EXERCISE DETAILS
For each line of the data below that includes the string "Clone", count one, and answer with the sum only.

[Dataset records]
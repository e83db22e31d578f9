//! Group variants: tagged containers holding an optional id and one item.
//!
//! The tag of a group is a function of its variant, so a `GroupA` can never
//! carry tag `B` or hold an `ItemB`. The only place a tag and an item meet at
//! runtime is [`Group::from_parts`], which checks the pairing.

use strum::{Display, IntoStaticStr};

use super::item::{Item, ItemA, ItemB};
use super::tag::Tag;
use crate::{Error, Result};

/// Group tagged `A`, holding an [`ItemA`].
#[derive(Debug, Clone, PartialEq, Eq, Hash, Default)]
pub struct GroupA {
    pub id: Option<String>,
    pub item: ItemA,
}

impl GroupA {
    pub const TAG: Tag = Tag::A;

    #[must_use]
    pub const fn new(id: Option<String>, item: ItemA) -> Self {
        Self { id, item }
    }
}

/// Group tagged `B`, holding an [`ItemB`].
#[derive(Debug, Clone, PartialEq, Eq, Hash, Default)]
pub struct GroupB {
    pub id: Option<String>,
    pub item: ItemB,
}

impl GroupB {
    pub const TAG: Tag = Tag::B;

    #[must_use]
    pub const fn new(id: Option<String>, item: ItemB) -> Self {
        Self { id, item }
    }
}

/// Which group variant a shape selects.
#[derive(Debug, Clone, Copy, PartialEq, Eq, Hash, Display, IntoStaticStr)]
pub enum GroupKind {
    GroupA,
    GroupB,
}

/// Any group variant.
#[derive(Debug, Clone, PartialEq, Eq, Hash)]
pub enum Group {
    A(GroupA),
    B(GroupB),
}

impl Group {
    /// Build a group from a tag and an item, checking that they belong together.
    ///
    /// # Errors
    ///
    /// Returns [`Error::Consistency`] when the item variant is not the one the
    /// tag's group variant holds.
    pub fn from_parts(tag: Tag, id: Option<String>, item: Item) -> Result<Self> {
        match (tag, item) {
            (Tag::A, Item::A(item)) => Ok(Self::A(GroupA::new(id, item))),
            (Tag::B, Item::B(item)) => Ok(Self::B(GroupB::new(id, item))),
            (tag, item) => Err(Error::consistency(
                Self::kind_for(tag).to_string(),
                format!("tag {tag} cannot hold an {}", item.kind()),
            )),
        }
    }

    /// Split a group into its id and item.
    #[must_use]
    pub fn into_parts(self) -> (Option<String>, Item) {
        match self {
            Self::A(group) => (group.id, Item::A(group.item)),
            Self::B(group) => (group.id, Item::B(group.item)),
        }
    }

    #[must_use]
    pub const fn tag(&self) -> Tag {
        match self {
            Self::A(_) => GroupA::TAG,
            Self::B(_) => GroupB::TAG,
        }
    }

    #[must_use]
    pub fn id(&self) -> Option<&str> {
        match self {
            Self::A(group) => group.id.as_deref(),
            Self::B(group) => group.id.as_deref(),
        }
    }

    #[must_use]
    pub const fn kind(&self) -> GroupKind {
        match self {
            Self::A(_) => GroupKind::GroupA,
            Self::B(_) => GroupKind::GroupB,
        }
    }

    #[must_use]
    pub fn item_name(&self) -> &str {
        match self {
            Self::A(group) => &group.item.name,
            Self::B(group) => &group.item.name,
        }
    }

    const fn kind_for(tag: Tag) -> GroupKind {
        match tag {
            Tag::A => GroupKind::GroupA,
            Tag::B => GroupKind::GroupB,
        }
    }
}

impl From<GroupA> for Group {
    fn from(group: GroupA) -> Self {
        Self::A(group)
    }
}

impl From<GroupB> for Group {
    fn from(group: GroupB) -> Self {
        Self::B(group)
    }
}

SOLUTION FOR THIS TASK
4